(Collected data entries)
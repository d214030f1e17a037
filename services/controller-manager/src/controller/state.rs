//! Controller states and the pure transition step driven by roster snapshots.

use std::fmt;

use scf_partition::{
    position_of, sort_and_assign, split_point, InstanceSlot, KeyRange, PartitionResult,
    RangeChange, Split, KEY_MAX,
};
use scf_registry::ControllerInstance;

use crate::instance_manager::InstanceMap;

#[derive(Debug, Clone, Copy, PartialEq, Eq, Hash)]
pub enum ControllerState {
    /// Not registered yet.
    Init,
    /// Registered as a joiner; waiting for the successor to hand off.
    Locked,
    /// Range shrank; draining in-flight work before serving again.
    Wait,
    Active,
    /// Lost membership; terminal.
    Error,
}

impl ControllerState {
    pub fn as_str(&self) -> &'static str {
        match self {
            Self::Init => "init",
            Self::Locked => "locked",
            Self::Wait => "wait",
            Self::Active => "active",
            Self::Error => "error",
        }
    }

    /// Whether keys in range are considered owned by this instance.
    pub fn owns_range(&self) -> bool {
        matches!(self, Self::Active | Self::Wait)
    }
}

impl fmt::Display for ControllerState {
    fn fmt(&self, f: &mut fmt::Formatter<'_>) -> fmt::Result {
        f.write_str(self.as_str())
    }
}

/// Sorted local mirror of one controller type's live instances.
///
/// The highest instance always extends to `KEY_MAX`, even before it has
/// pinned its persisted key.
#[derive(Debug, Clone, Default, PartialEq, Eq)]
pub struct Roster {
    slots: Vec<InstanceSlot>,
}

impl Roster {
    pub fn from_instances<'a>(instances: impl IntoIterator<Item = &'a ControllerInstance>) -> Self {
        let mut slots: Vec<InstanceSlot> = instances
            .into_iter()
            .filter(|i| !i.is_deleted())
            .map(|i| {
                InstanceSlot::new(
                    i.name.clone(),
                    i.controller_key,
                    i.workload_num,
                    i.is_locked,
                )
            })
            .collect();
        sort_and_assign(&mut slots);
        if let Some(last) = slots.last_mut() {
            last.controller_key = KEY_MAX;
        }
        Self { slots }
    }

    pub fn slots(&self) -> &[InstanceSlot] {
        &self.slots
    }

    pub fn len(&self) -> usize {
        self.slots.len()
    }

    pub fn is_empty(&self) -> bool {
        self.slots.is_empty()
    }

    pub fn position_of(&self, name: &str) -> Option<usize> {
        position_of(&self.slots, name)
    }

    pub fn range_at(&self, pos: usize) -> Option<KeyRange> {
        self.slots.get(pos).map(InstanceSlot::range)
    }

    pub fn is_rightmost(&self, pos: usize) -> bool {
        pos + 1 == self.slots.len()
    }

    pub fn predecessor(&self, pos: usize) -> Option<&InstanceSlot> {
        pos.checked_sub(1).and_then(|p| self.slots.get(p))
    }

    /// Where a joiner should cut in.
    pub fn split_point(&self) -> PartitionResult<Split> {
        split_point(&self.slots)
    }
}

/// Result of applying one roster snapshot to the local controller.
#[derive(Debug, Clone)]
pub enum Observation {
    /// Self is not in the snapshot and never was.
    NotYetVisible,
    /// Self was seen before and is now gone.
    LostMembership,
    Step(Step),
}

/// What the controller should do after a snapshot.
#[derive(Debug, Clone)]
pub struct Step {
    pub state: ControllerState,
    pub roster: Roster,
    pub position: usize,
    pub change: RangeChange,
    /// Persist `controller_key = KEY_MAX` for self.
    pub pin_key: bool,
    /// Persist `is_locked = false` for self.
    pub clear_lock: bool,
    /// Locked predecessor to unlock.
    pub unlock_predecessor: Option<String>,
}

/// Compute the next state from a roster snapshot.
///
/// - `Locked -> Active` once self is unlocked or has no successor.
/// - `Active -> Wait` when any key of the old range moved away.
/// - Range extensions never require a drain.
/// - Only an `Active` instance unlocks its locked predecessor.
pub fn observe(
    name: &str,
    state: ControllerState,
    range: KeyRange,
    seen_self: bool,
    snapshot: &InstanceMap,
) -> Observation {
    let Some(me) = snapshot.get(name).filter(|i| !i.is_deleted()) else {
        return if seen_self {
            Observation::LostMembership
        } else {
            Observation::NotYetVisible
        };
    };

    let roster = Roster::from_instances(snapshot.values());
    let Some(position) = roster.position_of(name) else {
        return Observation::NotYetVisible;
    };
    let new_range = roster.range_at(position).unwrap_or(range);
    let change = RangeChange::new(range, new_range);
    let rightmost = roster.is_rightmost(position);

    let next = match state {
        ControllerState::Locked if !me.is_locked || rightmost => ControllerState::Active,
        ControllerState::Active if change.is_shrinking() => ControllerState::Wait,
        other => other,
    };

    let unlock_predecessor = if next == ControllerState::Active {
        roster
            .predecessor(position)
            .filter(|p| p.is_locked)
            .map(|p| p.name.clone())
    } else {
        None
    };

    Observation::Step(Step {
        state: next,
        pin_key: rightmost && me.controller_key != KEY_MAX,
        clear_lock: me.is_locked && next != ControllerState::Locked,
        unlock_predecessor,
        roster,
        position,
        change,
    })
}
//! Local mirror of one controller instance's position on the key space.

use crate::range::{KeyRange, KEY_MIN};

/// One entry of the sorted, locally held roster of a controller type.
#[derive(Debug, Clone, PartialEq, Eq)]
pub struct InstanceSlot {
    pub name: String,
    pub lowerbound_key: i64,
    pub controller_key: i64,
    pub workload_num: i32,
    pub is_locked: bool,
}

impl InstanceSlot {
    /// Create a slot; the lower bound is filled in by [`assign_ranges`].
    pub fn new(
        name: impl Into<String>,
        controller_key: i64,
        workload_num: i32,
        is_locked: bool,
    ) -> Self {
        Self {
            name: name.into(),
            lowerbound_key: KEY_MIN,
            controller_key,
            workload_num,
            is_locked,
        }
    }

    /// The range this slot owns.
    pub fn range(&self) -> KeyRange {
        KeyRange::new(self.lowerbound_key, self.controller_key)
    }
}

/// Fill in lower bounds of an already sorted roster.
///
/// The first slot always starts at [`KEY_MIN`]; every other slot starts at
/// its predecessor's `controller_key`.
pub fn assign_ranges(slots: &mut [InstanceSlot]) {
    let mut lower = KEY_MIN;
    for slot in slots.iter_mut() {
        slot.lowerbound_key = lower;
        lower = slot.controller_key;
    }
}

/// Sort by `controller_key` (name breaks ties) and assign ranges.
pub fn sort_and_assign(slots: &mut [InstanceSlot]) {
    slots.sort_by(|a, b| {
        a.controller_key
            .cmp(&b.controller_key)
            .then_with(|| a.name.cmp(&b.name))
    });
    assign_ranges(slots);
}

/// Index of the slot named `name`.
pub fn position_of(slots: &[InstanceSlot], name: &str) -> Option<usize> {
    slots.iter().position(|s| s.name == name)
}

/// Index of the slot owning `key` in a sorted, assigned roster.
pub fn owner_of(slots: &[InstanceSlot], key: i64) -> Option<usize> {
    if key < KEY_MIN {
        return None;
    }
    let idx = slots.partition_point(|s| s.controller_key < key);
    (idx < slots.len() && slots[idx].range().contains(key)).then_some(idx)
}
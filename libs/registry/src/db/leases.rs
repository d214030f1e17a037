use std::time::Duration;

use async_trait::async_trait;
use sqlx::Row;

use super::PgRegistry;
use crate::error::RegistryResult;
use crate::store::LeaseStore;
use crate::types::Lease;

#[async_trait]
impl LeaseStore for PgRegistry {
    async fn renew_lease(
        &self,
        service_group_id: &str,
        ip: &str,
        ttl: Duration,
    ) -> RegistryResult<()> {
        sqlx::query(
            r#"
            INSERT INTO apiserver_leases (service_group_id, ip, expires_at)
            VALUES ($1, $2, now() + ($3 * INTERVAL '1 millisecond'))
            ON CONFLICT (service_group_id, ip)
            DO UPDATE SET expires_at = EXCLUDED.expires_at
            "#,
        )
        .bind(service_group_id)
        .bind(ip)
        .bind(ttl.as_millis() as i64)
        .execute(&self.pool)
        .await?;
        Ok(())
    }

    async fn list_leases(&self) -> RegistryResult<Vec<Lease>> {
        let rows = sqlx::query(
            r#"
            SELECT service_group_id, ip
            FROM apiserver_leases
            WHERE expires_at > now()
            ORDER BY service_group_id, ip
            "#,
        )
        .fetch_all(&self.pool)
        .await?;

        rows.into_iter()
            .map(|row| {
                Ok(Lease {
                    service_group_id: row.try_get("service_group_id")?,
                    ip: row.try_get("ip")?,
                })
            })
            .collect()
    }

    async fn remove_lease(&self, service_group_id: &str, ip: &str) -> RegistryResult<()> {
        sqlx::query("DELETE FROM apiserver_leases WHERE service_group_id = $1 AND ip = $2")
            .bind(service_group_id)
            .bind(ip)
            .execute(&self.pool)
            .await?;
        Ok(())
    }
}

# Assignment:
Check every line of the records above for the string "always". Copy those that hold it.

# Answer for the task:
/// The highest instance always extends to `KEY_MAX`, even before it has
/// The first slot always starts at [`KEY_MIN`]; every other slot starts at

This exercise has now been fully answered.